Here’s what happened:
I worked with one team and had a great idea of where I wanted to take them. On one of the retrospectives, I had a colleague, Scrum Master shadowing. We debriefed after the meeting, and he asked me a variation of: „Are you here for yourself or the team?”
💡This was one of those „aha” moments. Making this mistake taught me a ton, but one thing changed the trajectory:
I started listening more and taking it to the team more. Sharing my perspective on where I see we should go and why with theirs. I embraced serendipity.
During retrospectives, that meant I could change the meeting plan in a moment and take up what was important at that time for others – enabling the conversation instead of dictating it. Many years have passed since that revelation, and I see it as one of my big strengths today.
This also overlaps with the topic of self-trust. I still had an idea for the team and planned every retrospective towards the next conversation I saw we needed to have. The difference was I did not keep it in my head so often.
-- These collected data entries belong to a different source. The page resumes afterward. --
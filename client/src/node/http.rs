//! [`TezosNode`] over the node's HTTP JSON RPC.

use async_trait::async_trait;
use reqwest::{Client, RequestBuilder};
use serde::de::DeserializeOwned;
use serde::Serialize;
use serde_json::Value;
use tracing::debug;

use super::{NodeError, TezosNode};
use crate::config::NodeConfig;
use crate::operation::{
    Account, AppliedOperationPayload, AppliedOperationResult, BlockHead, ManagerKey,
    UnsignedOperationGroup,
};

/// HTTP client for a single node.
#[derive(Debug, Clone)]
pub struct HttpNode {
    client: Client,
    base_url: String,
}

impl HttpNode {
    /// Build a client for the node described by `config`.
    pub fn new(config: &NodeConfig) -> Result<Self, NodeError> {
        let client = Client::builder().timeout(config.timeout()).build()?;
        Ok(Self {
            client,
            base_url: config.base_url().to_string(),
        })
    }

    /// Node base URL, without a trailing slash.
    pub fn base_url(&self) -> &str {
        &self.base_url
    }

    fn url(&self, path: &str) -> String {
        format!("{}{}", self.base_url, path)
    }

    async fn get<T: DeserializeOwned>(&self, path: &str) -> Result<T, NodeError> {
        debug!(path, "GET");
        self.send(self.client.get(self.url(path))).await
    }

    async fn post<B: Serialize + ?Sized, T: DeserializeOwned>(
        &self,
        path: &str,
        body: &B,
    ) -> Result<T, NodeError> {
        debug!(path, "POST");
        self.send(self.client.post(self.url(path)).json(body)).await
    }

    async fn send<T: DeserializeOwned>(&self, request: RequestBuilder) -> Result<T, NodeError> {
        let response = request.send().await?;
        let status = response.status();
        let body = response.text().await?;

        if !status.is_success() {
            return Err(NodeError::Status {
                status: status.as_u16(),
                body,
            });
        }

        serde_json::from_str(&body).map_err(|e| NodeError::InvalidResponse(e.to_string()))
    }
}

/// Manager key responses come in three shapes depending on protocol
/// version: `null`, a bare key string, or `{manager, key}`.
pub(crate) fn parse_manager_key(value: Value) -> Result<ManagerKey, NodeError> {
    match value {
        Value::Null => Ok(ManagerKey::default()),
        Value::String(key) => Ok(ManagerKey {
            manager: None,
            key: Some(key),
        }),
        Value::Object(_) => {
            serde_json::from_value(value).map_err(|e| NodeError::InvalidResponse(e.to_string()))
        }
        other => Err(NodeError::InvalidResponse(format!(
            "unexpected manager key response: {}",
            other
        ))),
    }
}

#[async_trait]
impl TezosNode for HttpNode {
    async fn get_block_head(&self, network: &str) -> Result<BlockHead, NodeError> {
        self.get(&format!("/chains/{}/blocks/head", network)).await
    }

    async fn get_account_for_block(
        &self,
        network: &str,
        block_hash: &str,
        account_id: &str,
    ) -> Result<Account, NodeError> {
        self.get(&format!(
            "/chains/{}/blocks/{}/context/contracts/{}",
            network, block_hash, account_id
        ))
        .await
    }

    async fn get_account_manager_for_block(
        &self,
        network: &str,
        block_hash: &str,
        account_id: &str,
    ) -> Result<ManagerKey, NodeError> {
        let value: Value = self
            .get(&format!(
                "/chains/{}/blocks/{}/context/contracts/{}/manager_key",
                network, block_hash, account_id
            ))
            .await?;
        parse_manager_key(value)
    }

    async fn forge_operation(
        &self,
        network: &str,
        group: &UnsignedOperationGroup,
    ) -> Result<String, NodeError> {
        self.post(
            &format!("/chains/{}/blocks/head/helpers/forge/operations", network),
            group,
        )
        .await
    }

    async fn apply_operation(
        &self,
        network: &str,
        payload: &[AppliedOperationPayload],
    ) -> Result<Vec<AppliedOperationResult>, NodeError> {
        self.post(
            &format!("/chains/{}/blocks/head/helpers/preapply/operations", network),
            payload,
        )
        .await
    }

    async fn inject_operation(&self, network: &str, signed_hex: &str) -> Result<String, NodeError> {
        self.post(&format!("/injection/operation?chain={}", network), signed_hex)
            .await
    }
}
//! # Node Access
//!
//! The client talks to exactly one remote collaborator: a Tezos node. Every
//! chain read and every forge/preapply/inject goes through [`TezosNode`],
//! so the pipeline never touches HTTP directly and tests can stand a mock
//! in its place.
//!
//! [`HttpNode`] is the production implementation over the node's JSON RPC.

pub mod http;

use async_trait::async_trait;
use thiserror::Error;

use crate::operation::{
    Account, AppliedOperationPayload, AppliedOperationResult, BlockHead, ManagerKey,
    UnsignedOperationGroup,
};

pub use http::HttpNode;

/// Errors from a remote node call. Surfaced unchanged; nothing retries.
#[derive(Debug, Error)]
pub enum NodeError {
    /// The request never got a response (connect, timeout, TLS, body read).
    #[error("transport error: {0}")]
    Transport(#[from] reqwest::Error),

    /// The node answered with a non-success status.
    #[error("node returned HTTP {status}: {body}")]
    Status {
        /// HTTP status code.
        status: u16,
        /// Response body, as text.
        body: String,
    },

    /// The node answered 2xx but the body wasn't what the call expects.
    #[error("invalid node response: {0}")]
    InvalidResponse(String),
}

/// A Tezos node, as seen by the submission pipeline.
///
/// `network` is the chain name in the RPC path (`main`, a test chain, …).
#[cfg_attr(test, mockall::automock)]
#[async_trait]
pub trait TezosNode: Send + Sync {
    /// Current head of the chain.
    async fn get_block_head(&self, network: &str) -> Result<BlockHead, NodeError>;

    /// Account state for `account_id` as of `block_hash`.
    async fn get_account_for_block(
        &self,
        network: &str,
        block_hash: &str,
        account_id: &str,
    ) -> Result<Account, NodeError>;

    /// Manager key for `account_id` as of `block_hash`.
    async fn get_account_manager_for_block(
        &self,
        network: &str,
        block_hash: &str,
        account_id: &str,
    ) -> Result<ManagerKey, NodeError>;

    /// Forge an unsigned group into its binary form. Returns hex.
    async fn forge_operation(
        &self,
        network: &str,
        group: &UnsignedOperationGroup,
    ) -> Result<String, NodeError>;

    /// Dry-run signed groups against the head. One result per group.
    async fn apply_operation(
        &self,
        network: &str,
        payload: &[AppliedOperationPayload],
    ) -> Result<Vec<AppliedOperationResult>, NodeError>;

    /// Broadcast signed bytes (hex). Returns the operation group id.
    async fn inject_operation(&self, network: &str, signed_hex: &str) -> Result<String, NodeError>;
}
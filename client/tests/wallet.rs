//! Wallet file round trips through the public API, plus signing with a
//! recovered identity.

use tezos_client::crypto::signatures::{sign_operation, verify_operation};
use tezos_client::vault::{
    create_wallet, generate_mnemonic, load_wallet, save_wallet, unlock_fundraiser_identity,
    WalletError,
};

#[test]
fn fundraiser_identity_survives_wallet_round_trip() {
    let dir = tempfile::tempdir().unwrap();
    let path = dir.path().join("fundraiser.tezwallet");

    let mnemonic = generate_mnemonic().unwrap();
    let identity = unlock_fundraiser_identity(&mnemonic, "donor@example.com", "s3cret").unwrap();

    let mut wallet = create_wallet(&path, "wallet password").unwrap();
    wallet.add_identity(identity.clone());
    let saved = save_wallet(&path, &wallet, "wallet password").unwrap();
    assert_eq!(saved.identities.len(), 1);

    let loaded = load_wallet(&path, "wallet password").unwrap();
    let recovered = loaded.find_identity(identity.public_key_hash()).unwrap();
    assert_eq!(recovered, &identity);

    let signed = sign_operation("0a0b0c0d", recovered).unwrap();
    assert!(verify_operation("0a0b0c0d", &signed.signature, identity.public_key()).unwrap());
}

#[test]
fn wrong_password_yields_no_identities() {
    let dir = tempfile::tempdir().unwrap();
    let path = dir.path().join("w.tezwallet");
    let mut wallet = create_wallet(&path, "right").unwrap();
    wallet.add_identity(unlock_fundraiser_identity(&generate_mnemonic().unwrap(), "a@b.c", "p").unwrap());
    save_wallet(&path, &wallet, "right").unwrap();

    assert!(matches!(load_wallet(&path, "wrong"), Err(WalletError::Decryption)));
}

#[test]
fn missing_file_is_io_error() {
    let dir = tempfile::tempdir().unwrap();
    assert!(matches!(
        load_wallet(&dir.path().join("absent"), "pw"),
        Err(WalletError::Io(_))
    ));
}
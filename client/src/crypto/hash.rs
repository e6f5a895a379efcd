//! # Generic Hashing
//!
//! The chain's "generic hash" is unkeyed BLAKE2b. The client uses two
//! output lengths:
//!
//! - **32 bytes**: signing digests and operation-group hashes.
//! - **20 bytes**: public-key hashes behind `tz1` addresses.
//!
//! BLAKE2b parameterizes the output length into its IV, so a 20-byte
//! digest is *not* a truncated 32-byte digest. Don't slice one to get the
//! other.

use blake2::digest::consts::{U20, U32};
use blake2::{Blake2b, Digest};

use crate::config::{OPERATION_HASH_LENGTH, PUBLIC_KEY_HASH_LENGTH};

type Blake2b256 = Blake2b<U32>;
type Blake2b160 = Blake2b<U20>;

/// BLAKE2b with a 32-byte digest.
///
/// # Example
///
/// ```
/// use tezos_client::crypto::hash::blake2b_256;
///
/// assert_eq!(blake2b_256(b"tezos").len(), 32);
/// ```
pub fn blake2b_256(data: &[u8]) -> [u8; OPERATION_HASH_LENGTH] {
    let digest = Blake2b256::digest(data);
    let mut output = [0u8; OPERATION_HASH_LENGTH];
    output.copy_from_slice(&digest);
    output
}

/// BLAKE2b with a 20-byte digest. Used for public-key hashes.
pub fn blake2b_160(data: &[u8]) -> [u8; PUBLIC_KEY_HASH_LENGTH] {
    let digest = Blake2b160::digest(data);
    let mut output = [0u8; PUBLIC_KEY_HASH_LENGTH];
    output.copy_from_slice(&digest);
    output
}

#[cfg(test)]
mod tests {
    use super::*;

    #[test]
    fn blake2b_256_known_vector() {
        // BLAKE2b-256 of the empty string.
        let expected =
            hex::decode("0e5751c026e543b2e8ab2eb06099daa1d1e5df47778f7787faab45cdf12fe3a8")
                .unwrap();
        assert_eq!(blake2b_256(b"").to_vec(), expected);
    }

    #[test]
    fn short_digest_is_not_a_truncation() {
        let data = b"public key";
        assert_ne!(&blake2b_256(data)[..20], blake2b_160(data).as_slice());
    }

    #[test]
    fn deterministic() {
        assert_eq!(blake2b_256(b"tezos"), blake2b_256(b"tezos"));
        assert_ne!(blake2b_256(b"tezos"), blake2b_256(b"Tezos"));
    }
}
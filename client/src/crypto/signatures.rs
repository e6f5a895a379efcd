//! # Operation Signing
//!
//! Turns forged operation bytes into a signed payload the node will
//! accept. The procedure is fixed by the chain:
//!
//! 1. Prepend the generic-operation watermark (`0x03`) to the forged bytes.
//! 2. BLAKE2b-256 the watermarked bytes.
//! 3. Ed25519-sign the 32-byte digest (detached, not the raw bytes).
//! 4. The injectable payload is `forged ‖ signature` *without* the
//!    watermark. The watermark only exists inside the hash.
//!
//! The operation-group hash is BLAKE2b-256 of that payload, `op`-encoded.
//! It's known before injection and is what the network will report back.

use ed25519_dalek::{Signature, Signer};
use thiserror::Error;

use super::encoding::{self, EncodingError, Prefix};
use super::hash::blake2b_256;
use super::keys::{decode_public_key, KeyError, KeyStore};
use crate::config::{GENERIC_OPERATION_WATERMARK, SIGNATURE_LENGTH};
use crate::operation::SignedOperationGroup;

/// Errors during operation signing and verification.
#[derive(Debug, Error, PartialEq, Eq)]
pub enum SignerError {
    /// The node's forged bytes are not valid hex.
    #[error("forged bytes are not valid hex: {0}")]
    InvalidForgedBytes(String),

    /// The identity's keys failed to decode. Nothing was signed.
    #[error(transparent)]
    Key(#[from] KeyError),

    /// A signature or hash failed to encode/decode.
    #[error(transparent)]
    Encoding(#[from] EncodingError),
}

/// The digest that actually gets signed: `blake2b_256(0x03 ‖ forged)`.
pub fn signing_digest(forged: &[u8]) -> [u8; 32] {
    let mut watermarked = Vec::with_capacity(1 + forged.len());
    watermarked.push(GENERIC_OPERATION_WATERMARK);
    watermarked.extend_from_slice(forged);
    blake2b_256(&watermarked)
}

/// Sign hex-encoded forged bytes with `identity`.
///
/// # Errors
///
/// - [`SignerError::InvalidForgedBytes`] if `forged_hex` isn't hex.
/// - [`SignerError::Key`] if the private key doesn't decode.
///
/// # Example
///
/// ```
/// use tezos_client::crypto::{keys::KeyStore, signatures::sign_operation};
///
/// let identity = KeyStore::from_seed(&[7u8; 32]).unwrap();
/// let signed = sign_operation("deadbeef", &identity).unwrap();
/// assert!(signed.signature.starts_with("edsig"));
/// assert_eq!(signed.bytes.len(), 4 + 64);
/// ```
pub fn sign_operation(
    forged_hex: &str,
    identity: &KeyStore,
) -> Result<SignedOperationGroup, SignerError> {
    let forged =
        hex::decode(forged_hex).map_err(|e| SignerError::InvalidForgedBytes(e.to_string()))?;
    let signing_key = identity.signing_key()?;

    let digest = signing_digest(&forged);
    let signature = signing_key.sign(&digest).to_bytes();

    let mut bytes = forged;
    bytes.extend_from_slice(&signature);

    Ok(SignedOperationGroup {
        bytes,
        signature: encoding::encode(&signature, Prefix::Edsig)?,
    })
}

/// The operation-group hash of a signed payload, as an `o…` string.
///
/// Deterministic: the same signed bytes always give the same hash.
pub fn compute_operation_hash(signed: &SignedOperationGroup) -> Result<String, SignerError> {
    let hash = blake2b_256(&signed.bytes);
    Ok(encoding::encode(&hash, Prefix::Operation)?)
}

/// Verify an `edsig` signature over forged bytes against an `edpk` key.
///
/// Returns `Ok(false)` for a well-formed signature that doesn't verify;
/// errors are reserved for inputs that don't even decode.
pub fn verify_operation(
    forged_hex: &str,
    signature: &str,
    public_key: &str,
) -> Result<bool, SignerError> {
    let forged =
        hex::decode(forged_hex).map_err(|e| SignerError::InvalidForgedBytes(e.to_string()))?;
    let verifying_key = decode_public_key(public_key)?;

    let raw = encoding::decode(signature, Prefix::Edsig)?;
    let mut sig_bytes = [0u8; SIGNATURE_LENGTH];
    sig_bytes.copy_from_slice(&raw);
    let signature = Signature::from_bytes(&sig_bytes);

    Ok(verifying_key
        .verify_strict(&signing_digest(&forged), &signature)
        .is_ok())
}
use crate::{
    builder::Config,
    device::{Device, ShutdownReport},
    dma::DmaAllocator,
    interrupt::{InterruptRegistry, IrqReturn, Scheduler},
    port::ControlPort,
    stats::{Statistics, StatisticsSnapshot},
    Error, MIN_FRAME_LEN,
};
use core::sync::atomic::{AtomicBool, Ordering};
use embedded_hal::blocking::delay::DelayUs;

/// Returned by a `FrameSink` that cannot take a frame right now.
#[derive(Clone, Copy, Debug, PartialEq, Eq, defmt::Format)]
pub struct Rejected;

/// Where received frames go. `deliver` runs with the receive channel locked and
/// must copy what it needs without blocking.
pub trait FrameSink {
    fn deliver(&mut self, frame: &[u8]) -> Result<(), Rejected>;
}

impl<S: FrameSink + ?Sized> FrameSink for &mut S {
    fn deliver(&mut self, frame: &[u8]) -> Result<(), Rejected> {
        (**self).deliver(frame)
    }
}

/// Binds a `Device` to its platform collaborators and runs the network
/// interface on top of it.
///
/// Receive is interrupt driven with a budgeted poll: `on_rx_interrupt`
/// acknowledges, masks receive interrupts and asks the `Scheduler` for a poll.
/// `poll` drains up to `poll_budget` frames, and either re-enables interrupts
/// (ran dry) or schedules itself again (budget spent). Transmit descriptors are
/// reclaimed lazily by later sends.
pub struct Adapter<P, A, R, S, const TX: usize, const RX: usize>
where
    P: ControlPort,
    A: DmaAllocator,
    R: InterruptRegistry,
    S: Scheduler,
{
    device: Device<P, TX, RX>,
    allocator: A,
    registry: R,
    scheduler: S,
    config: Config,
    stats: Statistics,
    poll_scheduled: AtomicBool,
    open: bool,
}

impl<P, A, R, S, const TX: usize, const RX: usize> Adapter<P, A, R, S, TX, RX>
where
    P: ControlPort,
    A: DmaAllocator,
    R: InterruptRegistry,
    S: Scheduler,
{
    pub fn new(port: P, allocator: A, registry: R, scheduler: S, config: Config) -> Self {
        Adapter {
            device: Device::new(port),
            allocator,
            registry,
            scheduler,
            config,
            stats: Statistics::new(),
            poll_scheduled: AtomicBool::new(false),
            open: false,
        }
    }

    pub fn device(&self) -> &Device<P, TX, RX> {
        &self.device
    }

    pub fn config(&self) -> &Config {
        &self.config
    }

    pub fn statistics(&self) -> StatisticsSnapshot {
        self.stats.snapshot()
    }

    pub fn scheduler(&self) -> &S {
        &self.scheduler
    }

    pub fn allocator(&self) -> &A {
        &self.allocator
    }

    pub fn registry(&self) -> &R {
        &self.registry
    }

    pub fn is_open(&self) -> bool {
        self.open
    }

    /// Brings the device up. Fails with `Error::ChannelNotReady` if already open.
    pub fn open<T: DelayUs<u32>>(&mut self, delay: &mut T) -> Result<(), Error> {
        if self.open {
            return Err(Error::ChannelNotReady);
        }

        self.poll_scheduled.store(false, Ordering::Release);
        self.device
            .bring_up(&self.config, &mut self.allocator, &mut self.registry, delay)?;
        self.open = true;
        defmt::info!("interface open");
        Ok(())
    }

    /// Shuts the device down. Closing a closed adapter does nothing and reports
    /// both channels quiesced.
    pub fn close<T: DelayUs<u32>>(&mut self, delay: &mut T) -> ShutdownReport {
        if !self.open {
            return ShutdownReport {
                tx_quiesced: true,
                rx_quiesced: true,
            };
        }

        let report = self
            .device
            .shutdown(&self.config, &mut self.allocator, &mut self.registry, delay);
        self.open = false;
        self.poll_scheduled.store(false, Ordering::Release);
        defmt::info!("interface closed");
        report
    }

    fn post(&self, frame: &[u8]) -> Result<usize, Error> {
        let port = self.device.port();
        if self.config.pad_short_frames && !frame.is_empty() && frame.len() < MIN_FRAME_LEN {
            let mut padded = [0u8; MIN_FRAME_LEN];
            padded[..frame.len()].copy_from_slice(frame);
            self.device.tx().send(port, &padded)?;
        } else {
            self.device.tx().send(port, frame)?;
        }

        self.stats.add_tx_packets(1);
        self.stats.add_tx_bytes(frame.len() as u32);
        Ok(frame.len())
    }

    /// Queues a frame for transmission and returns its length.
    ///
    /// Frames under the Ethernet minimum are zero-padded unless padding was
    /// disabled. Every failure, `Error::RingFull` included, counts as a dropped
    /// frame.
    pub fn send(&self, frame: &[u8]) -> Result<usize, Error> {
        self.post(frame).map_err(|e| {
            self.stats.add_tx_dropped(1);
            defmt::debug!("tx dropped {} byte frame: {}", frame.len(), e);
            e
        })
    }

    /// Like `send`, but a full ring is reported as `WouldBlock` and not counted
    /// as a drop, so the call can be retried with `nb::block!`.
    pub fn transmit(&self, frame: &[u8]) -> nb::Result<usize, Error> {
        match self.post(frame) {
            Ok(length) => Ok(length),
            Err(Error::RingFull) => Err(nb::Error::WouldBlock),
            Err(e) => {
                self.stats.add_tx_dropped(1);
                Err(nb::Error::Other(e))
            }
        }
    }

    /// Transmit interrupt handler. Acknowledges and counts errors; reclaiming is
    /// left to the next send.
    pub fn on_tx_interrupt(&self) -> IrqReturn {
        let tx = self.device.tx();
        let port = self.device.port();
        let status = tx.read_status(port);
        if !status.interrupt_pending {
            return IrqReturn::NotOurs;
        }

        if status.error {
            defmt::warn!("tx channel reported an error: {}", status);
            self.stats.add_tx_errors(1);
        }
        tx.acknowledge_interrupt(port);
        IrqReturn::Handled
    }

    /// Receive interrupt handler. Acknowledges, masks receive interrupts and
    /// schedules `poll`.
    pub fn on_rx_interrupt(&self) -> IrqReturn {
        let rx = self.device.rx();
        let port = self.device.port();
        let status = rx.read_status(port);
        if !status.interrupt_pending {
            return IrqReturn::NotOurs;
        }

        if status.error {
            defmt::warn!("rx channel reported an error: {}", status);
            self.stats.add_rx_errors(1);
        }
        rx.acknowledge_interrupt(port);
        rx.enter_polling(port);
        self.schedule_poll();
        IrqReturn::Handled
    }

    fn schedule_poll(&self) {
        if !self.poll_scheduled.swap(true, Ordering::AcqRel) {
            self.scheduler.schedule();
        }
    }

    /// Deferred receive work. Drains up to `poll_budget` frames into `sink` and
    /// returns how many descriptors were consumed.
    ///
    /// Spending the whole budget keeps the channel in polling mode and schedules
    /// another poll. Anything less means the ring ran dry, so receive interrupts
    /// are switched back on.
    pub fn poll<K: FrameSink + ?Sized>(&self, sink: &mut K) -> Result<usize, Error> {
        let rx = self.device.rx();
        let port = self.device.port();
        let budget = self.config.poll_budget;
        let stats = &self.stats;

        let work = match rx.drain(port, budget, |frame| match frame {
            Ok(payload) => match sink.deliver(payload) {
                Ok(()) => {
                    stats.add_rx_packets(1);
                    stats.add_rx_bytes(payload.len() as u32);
                }
                Err(Rejected) => stats.add_rx_dropped(1),
            },
            Err(_) => stats.add_rx_errors(1),
        }) {
            Ok(work) => work,
            Err(e) => {
                self.poll_scheduled.store(false, Ordering::Release);
                return Err(e);
            }
        };

        if work < budget {
            self.poll_scheduled.store(false, Ordering::Release);
            rx.resume_interrupts(port);
        } else {
            defmt::trace!("rx budget of {} spent, polling again", budget);
            self.scheduler.schedule();
        }
        Ok(work)
    }
}
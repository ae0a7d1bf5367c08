use super::{Channel, ChannelState, FromDevice};
use crate::{descriptor::TransferError, port::ControlPort, Direction, Error};

impl<const N: usize> Channel<FromDevice, N> {
    /// Hands at most `budget` completed frames to `deliver`, oldest first, and
    /// returns how many descriptors were consumed.
    ///
    /// Each consumed descriptor is re-armed and the device's window is widened by
    /// the same amount with one tail register write at the end. Descriptors the
    /// device flagged with an error are consumed too, and `deliver` sees the
    /// error instead of a payload. The payload slice is only valid for the
    /// duration of the callback, which must not block.
    pub fn drain<P, F>(&self, port: &P, budget: usize, mut deliver: F) -> Result<usize, Error>
    where
        P: ControlPort + ?Sized,
        F: FnMut(Result<&[u8], TransferError>),
    {
        critical_section::with(|cs| {
            let mut inner = self.inner.borrow(cs).borrow_mut();
            if inner.state != ChannelState::Running {
                return Err(Error::ChannelNotReady);
            }
            let ring = inner.ring.as_mut().ok_or(Error::ChannelNotReady)?;

            let mut work = 0;
            while work < budget {
                let index = match ring.next_completed() {
                    Some(index) => index,
                    None => break,
                };

                match ring.status(index).error() {
                    Some(error) => {
                        defmt::warn!("rx descriptor {} completed with {}", index, error);
                        deliver(Err(error));
                    }
                    None => deliver(Ok(ring.payload(index))),
                }

                ring.recycle_current();
                work += 1;
            }

            crate::dma::dma_barrier();
            port.set_tail_descriptor_address(Direction::FromDevice, ring.descriptor_address(ring.tail()));
            if work > 0 {
                defmt::trace!("rx drained {}, curr={} tail={}", work, ring.curr(), ring.tail());
            }
            Ok(work)
        })
    }
}
use crate::Error;
use core::ptr::NonNull;
use core::sync::atomic::{fence, Ordering};
use embedded_dma::{ReadBuffer, WriteBuffer};

/// Size of each descriptor's data buffer.
pub const BUFFER_SIZE: usize = 4096;

/// Alignment requested for data buffers.
pub const BUFFER_ALIGNMENT: usize = 64;

/// A block of memory both the CPU and the DMA engine can reach.
///
/// A region has no destructor. Dropping one without handing it back to its
/// allocator leaks it, which is what teardown does when the device cannot be
/// shown to have stopped using it.
pub struct DmaRegion {
    host: NonNull<u8>,
    device_address: u64,
    len: usize,
}

// The region is only reached through the ring that owns it.
unsafe impl Send for DmaRegion {}

impl DmaRegion {
    /// # Safety
    ///
    /// `host` must be valid for reads and writes of `len` bytes until the region
    /// is returned to the allocator that created it, and `device_address` must be
    /// the address the DMA engine uses for the same memory.
    pub unsafe fn new(host: NonNull<u8>, device_address: u64, len: usize) -> Self {
        DmaRegion {
            host,
            device_address,
            len,
        }
    }

    pub fn host_ptr(&self) -> *mut u8 {
        self.host.as_ptr()
    }

    pub fn device_address(&self) -> u64 {
        self.device_address
    }

    pub fn len(&self) -> usize {
        self.len
    }

    pub fn is_empty(&self) -> bool {
        self.len == 0
    }

    /// Copies `payload` to the start of the region and returns the byte count.
    pub(crate) fn fill(&mut self, payload: &[u8]) -> usize {
        let (ptr, len) = unsafe { self.write_buffer() };
        let count = payload.len().min(len);
        unsafe {
            core::ptr::copy_nonoverlapping(payload.as_ptr(), ptr, count);
        }
        count
    }

    /// The first `length` bytes of the region, clamped to its size.
    pub(crate) fn contents(&self, length: usize) -> &[u8] {
        let (ptr, len) = unsafe { self.read_buffer() };
        unsafe { core::slice::from_raw_parts(ptr, length.min(len)) }
    }
}

unsafe impl ReadBuffer for DmaRegion {
    type Word = u8;

    unsafe fn read_buffer(&self) -> (*const u8, usize) {
        (self.host.as_ptr() as *const u8, self.len)
    }
}

unsafe impl WriteBuffer for DmaRegion {
    type Word = u8;

    unsafe fn write_buffer(&mut self) -> (*mut u8, usize) {
        (self.host.as_ptr(), self.len)
    }
}

/// Orders descriptor and buffer writes before the register write that hands
/// them to the device.
#[inline]
pub(crate) fn dma_barrier() {
    fence(Ordering::Release);
    #[cfg(all(target_arch = "arm", target_os = "none"))]
    cortex_m::asm::dsb();
}

/// Source of DMA-coherent memory.
pub trait DmaAllocator {
    /// Returns a region of at least `size` bytes aligned to `align`, or
    /// `Error::Allocation`.
    fn allocate(&mut self, size: usize, align: usize) -> Result<DmaRegion, Error>;

    /// Hands a region back. Only regions this allocator produced are passed in.
    fn free(&mut self, region: DmaRegion);
}

impl<A: DmaAllocator + ?Sized> DmaAllocator for &mut A {
    fn allocate(&mut self, size: usize, align: usize) -> Result<DmaRegion, Error> {
        (**self).allocate(size, align)
    }

    fn free(&mut self, region: DmaRegion) {
        (**self).free(region)
    }
}
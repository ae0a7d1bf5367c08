pub(crate) trait VolatileReadWrite<T> {
    fn read_volatile(&self) -> T;
    fn write_volatile(&mut self, new_value: T);
}

macro_rules! impl_volatile_read_write {
    ($($word:ty),+) => {
        $(
            impl VolatileReadWrite<$word> for $word {
                fn read_volatile(&self) -> $word {
                    unsafe { core::ptr::read_volatile(self) }
                }

                fn write_volatile(&mut self, new_value: $word) {
                    unsafe {
                        core::ptr::write_volatile(self, new_value);
                    }
                }
            }
        )+
    };
}

impl_volatile_read_write!(u32, u64);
🎢 Should you always follow what the team wants? I don’t think so. That does not mean enforcing things. It means speaking out when people are trying to escape an important topic because it’s uncomfortable.
It also means showing and visualising data which can take various forms – quotes, numbers, behaviours, emotions, opinions etc. I noticed that, since some time now, I focus on fostering deep conversations and using metaphors rather than fancy retro templates.
The topic is not only about retros yet it’s most visible there. It happens in all situations where, instead of listening with curiosity, we feel we know what’s best.
🎉 Can you relate? What discoveries did you make recently or when starting as a Scrum Master or an Agile Coach?